In this passage, Stevens identified the composer as John Stafford Smith (1750–1836). Smith, the son of the organist of Gloucester Cathedral, was sent at a young age to sing in the Chapel Royal, and thereafter soon established himself in the capital. Like Stevens himself, Smith was a young professional musician active primarily in the chapels and churches of London. Smith was a published composer by 1772, subsequently winning two composition prizes from the London Catch Club in 1773. Both Smith and Stevens were probably among the "honorary members" of the Anacreontic Society who played in its concerts without having to pay the subscription fee; Smith is probably the "leader" identified by Marsh in his recollection of 1773 quoted above.

Smith outlived both Ralph Tomlinson and the Anacreontic Society by several decades before dying in 1836. During his lifetime, the melody of the song was set to other texts (most notably the "Defence of Fort McHenry" as discussed below) and became extremely popular. Despite this, Smith does not seem to have been eager to publicise the fact that he had composed the song. The best evidence we have for a claim of authorship occurs in his Fifth Book of Canzonets (1799), which included an arrangement of the Anacreontic Song with the ambiguous notation "harmonized by the Author".

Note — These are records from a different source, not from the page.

// Replication engine infrastructure
pub mod cache; // Reconstructed-content cache
pub mod chunk_store; // Content-addressable chunk bodies
pub mod delta_engine; // Signatures, deltas, reconstruction
pub mod event_log; // Causal audit log and push channel
pub mod metadata_store; // SQLite persistence
pub mod node_registry; // Fleet membership and heartbeats
pub mod replication; // Fan-out orchestrator
pub mod version_store; // Immutable version DAGs

// Re-export core infrastructure components
pub use cache::ContentCache;
pub use chunk_store::{ChunkStore, ChunkStoreStats};
pub use delta_engine::DeltaEngine;
pub use event_log::EventLog;
pub use metadata_store::MetadataStore;
pub use node_registry::NodeRegistry;
pub use replication::{
    CoordinatorTransport, PeerTransport, ReplicationOrchestrator, ReplicationStats,
};
pub use version_store::{VersionOutcome, VersionStore};
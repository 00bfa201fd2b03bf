//! Request handlers for the agent's control surface.
//!
//! Handlers only read snapshots or call the agent's transition operations;
//! none of them touch reservation state directly.

pub mod device;
//! Shared helpers for agent integration tests.
//!
//! - [`RecordingAuthority`]: in-memory [`Authority`] that records pushes and
//!   notifications and serves whatever status/commands the test sets.
//! - [`FakeAuthorityServer`]: the same ledger behind real HTTP endpoints,
//!   for exercising [`HttpAuthority`](iotm_agent::authority::HttpAuthority).

#![allow(dead_code)]

use std::sync::{Arc, Mutex};
use std::time::Duration;

use async_trait::async_trait;
use axum::body::Body;
use axum::extract::{Path, State};
use axum::http::{Method, Request, StatusCode};
use axum::response::{IntoResponse, Response};
use axum::routing::{self, post};
use axum::{Json, Router};
use chrono::{DateTime, Utc};
use iotm_agent::agent::Agent;
use iotm_agent::authority::{Authority, AuthorityError};
use iotm_agent::config::AgentConfig;
use iotm_agent::server::build_app;
use iotm_agent::state::AppState;
use iotm_core::status::ReservationStatus;
use iotm_core::wire::{
    AutoReleaseNotice, CommandKind, DeviceCommand, RemoteReserveDetails, RemoteStatus,
    StatusReport,
};
use tokio::task::JoinHandle;
use tokio_util::sync::CancellationToken;
use tower::ServiceExt;

pub const RESOURCE_ID: &str = "lab-01";

const WAIT_TIMEOUT: Duration = Duration::from_secs(5);
const POLL_INTERVAL: Duration = Duration::from_millis(20);

// ---------------------------------------------------------------------------
// Ledger
// ---------------------------------------------------------------------------

/// What the fake authority knows and what it has been told.
#[derive(Debug, Default)]
pub struct Ledger {
    /// `None` means the resource is unknown (404).
    pub remote: Option<RemoteStatus>,
    pub reserve_command: Option<DeviceCommand>,
    pub release_command: Option<DeviceCommand>,
    pub pushes: Vec<StatusReport>,
    pub notices: Vec<AutoReleaseNotice>,
    /// Every call fails with 503 while set.
    pub offline: bool,
    /// Status pushes fail with 500 while set; reads keep working.
    pub reject_pushes: bool,
}

/// Handle to a ledger shared between the test and a fake authority.
#[derive(Debug, Clone, Default)]
pub struct LedgerHandle(Arc<Mutex<Ledger>>);

impl LedgerHandle {
    pub fn with<R>(&self, f: impl FnOnce(&mut Ledger) -> R) -> R {
        f(&mut self.0.lock().unwrap())
    }

    pub fn set_remote(&self, status: ReservationStatus) {
        self.with(|l| {
            l.remote = Some(RemoteStatus {
                resource_id: Some(RESOURCE_ID.to_string()),
                status,
                reserve_details: None,
            })
        });
    }

    pub fn set_remote_reserved(&self, start: DateTime<Utc>, end: DateTime<Utc>) {
        self.with(|l| {
            l.remote = Some(RemoteStatus {
                resource_id: Some(RESOURCE_ID.to_string()),
                status: ReservationStatus::Reserved,
                reserve_details: Some(RemoteReserveDetails {
                    user_id: Some("alice".to_string()),
                    start_time: Some(start),
                    predicted_end_time: Some(end),
                }),
            })
        });
    }

    pub fn set_offline(&self, offline: bool) {
        self.with(|l| l.offline = offline);
    }

    pub fn set_reject_pushes(&self, reject: bool) {
        self.with(|l| l.reject_pushes = reject);
    }

    /// Put a command into a slot; it is handed out once.
    pub fn queue_command(&self, kind: CommandKind, command: &str) {
        let cmd = DeviceCommand {
            resource_id: Some(RESOURCE_ID.to_string()),
            command: command.to_string(),
            message: None,
        };
        self.with(|l| match kind {
            CommandKind::Reserve => l.reserve_command = Some(cmd),
            CommandKind::Release => l.release_command = Some(cmd),
        });
    }

    pub fn pushes(&self) -> Vec<StatusReport> {
        self.with(|l| l.pushes.clone())
    }

    pub fn notices(&self) -> Vec<AutoReleaseNotice> {
        self.with(|l| l.notices.clone())
    }

    /// Whether any push so far reported `status`.
    pub fn pushed(&self, status: ReservationStatus) -> bool {
        self.with(|l| l.pushes.iter().any(|p| p.status == status))
    }

    pub fn last_push_status(&self) -> Option<ReservationStatus> {
        self.with(|l| l.pushes.last().map(|p| p.status))
    }

    fn take_command(&self, kind: CommandKind) -> Option<DeviceCommand> {
        self.with(|l| match kind {
            CommandKind::Reserve => l.reserve_command.take(),
            CommandKind::Release => l.release_command.take(),
        })
    }

    fn is_offline(&self) -> bool {
        self.with(|l| l.offline)
    }
}

// ---------------------------------------------------------------------------
// In-memory authority
// ---------------------------------------------------------------------------

/// [`Authority`] backed directly by a [`LedgerHandle`].
///
/// Pushes are recorded but never change `remote`, so the read path lags
/// behind the agent exactly like a slow authority would.
#[derive(Debug, Clone, Default)]
pub struct RecordingAuthority {
    pub ledger: LedgerHandle,
}

fn offline_error() -> AuthorityError {
    AuthorityError::Api {
        status: 503,
        body: "offline".to_string(),
    }
}

#[async_trait]
impl Authority for RecordingAuthority {
    async fn push_status(&self, report: &StatusReport) -> Result<(), AuthorityError> {
        if self.ledger.is_offline() {
            return Err(offline_error());
        }
        if self.ledger.with(|l| l.reject_pushes) {
            return Err(AuthorityError::Api {
                status: 500,
                body: "push rejected".to_string(),
            });
        }
        self.ledger.with(|l| l.pushes.push(report.clone()));
        Ok(())
    }

    async fn fetch_status(
        &self,
        _resource_id: &str,
    ) -> Result<Option<RemoteStatus>, AuthorityError> {
        if self.ledger.is_offline() {
            return Err(offline_error());
        }
        Ok(self.ledger.with(|l| l.remote.clone()))
    }

    async fn fetch_command(
        &self,
        _resource_id: &str,
        kind: CommandKind,
    ) -> Result<Option<DeviceCommand>, AuthorityError> {
        if self.ledger.is_offline() {
            return Err(offline_error());
        }
        Ok(self.ledger.take_command(kind))
    }

    async fn notify_auto_release(
        &self,
        _resource_id: &str,
        notice: &AutoReleaseNotice,
    ) -> Result<(), AuthorityError> {
        if self.ledger.is_offline() {
            return Err(offline_error());
        }
        self.ledger.with(|l| l.notices.push(notice.clone()));
        Ok(())
    }
}

// ---------------------------------------------------------------------------
// Agent helpers
// ---------------------------------------------------------------------------

/// Config with test-friendly values; the authority URL is never dialled
/// by the in-memory authority.
pub fn test_config() -> AgentConfig {
    let mut config = AgentConfig::new(RESOURCE_ID, "http://127.0.0.1:9");
    config.status_interval = Duration::from_secs(30);
    config.check_interval = Duration::from_secs(15);
    config
}

/// Build an agent wired to a fresh [`RecordingAuthority`].
pub fn test_agent(config: AgentConfig) -> (Arc<Agent>, LedgerHandle) {
    let authority = RecordingAuthority::default();
    let ledger = authority.ledger.clone();
    (Agent::new(config, Arc::new(authority)), ledger)
}

/// Poll `check` until it holds or the wait times out.
pub async fn wait_for(check: impl Fn() -> bool) -> bool {
    let deadline = tokio::time::Instant::now() + WAIT_TIMEOUT;
    loop {
        if check() {
            return true;
        }
        if tokio::time::Instant::now() >= deadline {
            return false;
        }
        tokio::time::sleep(POLL_INTERVAL).await;
    }
}

/// Poll the agent until it reaches `status` or the wait times out.
pub async fn wait_for_status(agent: &Agent, status: ReservationStatus) -> bool {
    let deadline = tokio::time::Instant::now() + WAIT_TIMEOUT;
    loop {
        if agent.status().await == status {
            return true;
        }
        if tokio::time::Instant::now() >= deadline {
            return false;
        }
        tokio::time::sleep(POLL_INTERVAL).await;
    }
}

/// Cancel the agent's periodic tasks and wait for them to finish.
pub async fn stop(agent: &Agent, cancel: CancellationToken, tasks: Vec<JoinHandle<()>>) {
    cancel.cancel();
    for task in tasks {
        tokio::time::timeout(WAIT_TIMEOUT, task)
            .await
            .unwrap()
            .unwrap();
    }
    agent.shutdown().await;
}

// ---------------------------------------------------------------------------
// Fake authority over HTTP
// ---------------------------------------------------------------------------

/// A running fake authority on an ephemeral local port.
pub struct FakeAuthorityServer {
    pub base_url: String,
    pub ledger: LedgerHandle,
    handle: tokio::task::JoinHandle<()>,
}

impl Drop for FakeAuthorityServer {
    fn drop(&mut self) {
        self.handle.abort();
    }
}

impl FakeAuthorityServer {
    pub async fn start() -> Self {
        let ledger = LedgerHandle::default();
        let app = Router::new()
            .route("/api/v1/devices/status", post(push_status))
            .route(
                "/api/v1/devices/{resource_id}/status",
                routing::get(get_status),
            )
            .route(
                "/api/v1/devices/{resource_id}/commands/{kind}",
                routing::get(get_command),
            )
            .route(
                "/api/v1/devices/{resource_id}/auto-release",
                post(auto_release),
            )
            .with_state(ledger.clone());

        let listener = tokio::net::TcpListener::bind("127.0.0.1:0").await.unwrap();
        let addr = listener.local_addr().unwrap();
        let handle = tokio::spawn(async move {
            axum::serve(listener, app).await.unwrap();
        });

        Self {
            base_url: format!("http://{addr}"),
            ledger,
            handle,
        }
    }
}

async fn push_status(
    State(ledger): State<LedgerHandle>,
    Json(report): Json<StatusReport>,
) -> Response {
    if ledger.is_offline() {
        return StatusCode::SERVICE_UNAVAILABLE.into_response();
    }
    ledger.with(|l| l.pushes.push(report));
    StatusCode::OK.into_response()
}

async fn get_status(
    State(ledger): State<LedgerHandle>,
    Path(resource_id): Path<String>,
) -> Response {
    if ledger.is_offline() {
        return StatusCode::SERVICE_UNAVAILABLE.into_response();
    }
    match ledger.with(|l| l.remote.clone()) {
        Some(remote) if resource_id == RESOURCE_ID => Json(remote).into_response(),
        _ => StatusCode::NOT_FOUND.into_response(),
    }
}

async fn get_command(
    State(ledger): State<LedgerHandle>,
    Path((_resource_id, kind)): Path<(String, String)>,
) -> Response {
    if ledger.is_offline() {
        return StatusCode::SERVICE_UNAVAILABLE.into_response();
    }
    let kind = match kind.as_str() {
        "reserve" => CommandKind::Reserve,
        "release" => CommandKind::Release,
        _ => return StatusCode::NOT_FOUND.into_response(),
    };
    match ledger.take_command(kind) {
        Some(cmd) => Json(cmd).into_response(),
        None => StatusCode::NOT_FOUND.into_response(),
    }
}

async fn auto_release(
    State(ledger): State<LedgerHandle>,
    Path(_resource_id): Path<String>,
    Json(notice): Json<AutoReleaseNotice>,
) -> Response {
    if ledger.is_offline() {
        return StatusCode::SERVICE_UNAVAILABLE.into_response();
    }
    ledger.with(|l| l.notices.push(notice));
    StatusCode::OK.into_response()
}

// ---------------------------------------------------------------------------
// Control surface helpers
// ---------------------------------------------------------------------------

/// The full control surface router for `agent`, middleware included.
pub fn build_test_app(agent: Arc<Agent>) -> Router {
    build_app(AppState { agent })
}

/// Send a GET request through the router.
pub async fn get(app: Router, uri: &str) -> Response {
    let request = Request::builder()
        .method(Method::GET)
        .uri(uri)
        .body(Body::empty())
        .unwrap();
    app.oneshot(request).await.unwrap()
}

/// Send a POST request with a JSON body through the router.
pub async fn post_json(app: Router, uri: &str, body: serde_json::Value) -> Response {
    let request = Request::builder()
        .method(Method::POST)
        .uri(uri)
        .header("content-type", "application/json")
        .body(Body::from(serde_json::to_vec(&body).unwrap()))
        .unwrap();
    app.oneshot(request).await.unwrap()
}

/// Collect a response body and parse it as JSON.
pub async fn body_json(response: Response) -> serde_json::Value {
    let bytes = http_body_util::BodyExt::collect(response.into_body())
        .await
        .unwrap()
        .to_bytes();
    serde_json::from_slice(&bytes).unwrap()
}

It remains puzzling why Smith did not make more effort to associate himself with the song. Until the discovery of Stevens's Recollections, there was some controversy over whether Smith was in fact the composer. However, no alternative story for the music's origins (whether as the work of a different composer or as a pre-existing tune) ever gained a consensus among historians. Lichtenwanger suggests that "[p]erhaps Smith composed the song for Tomlinson for money, for a flat fee, which meant yielding his legal rights in it to Tomlinson or the Society".

===Date===
The date of the composition of the song is uncertain. It cannot predate the foundation of the Anacreontic Society (around 1766). Lichtenwanger suggests a composition date as late as 1776; but if the Marsh journal is accurate then the song must have existed by December 1773. The age of John Stafford Smith may also be of interest; Smith was in his mid-teens in 1766, while by 1773 he was in his early twenties and a published, prize-winning composer.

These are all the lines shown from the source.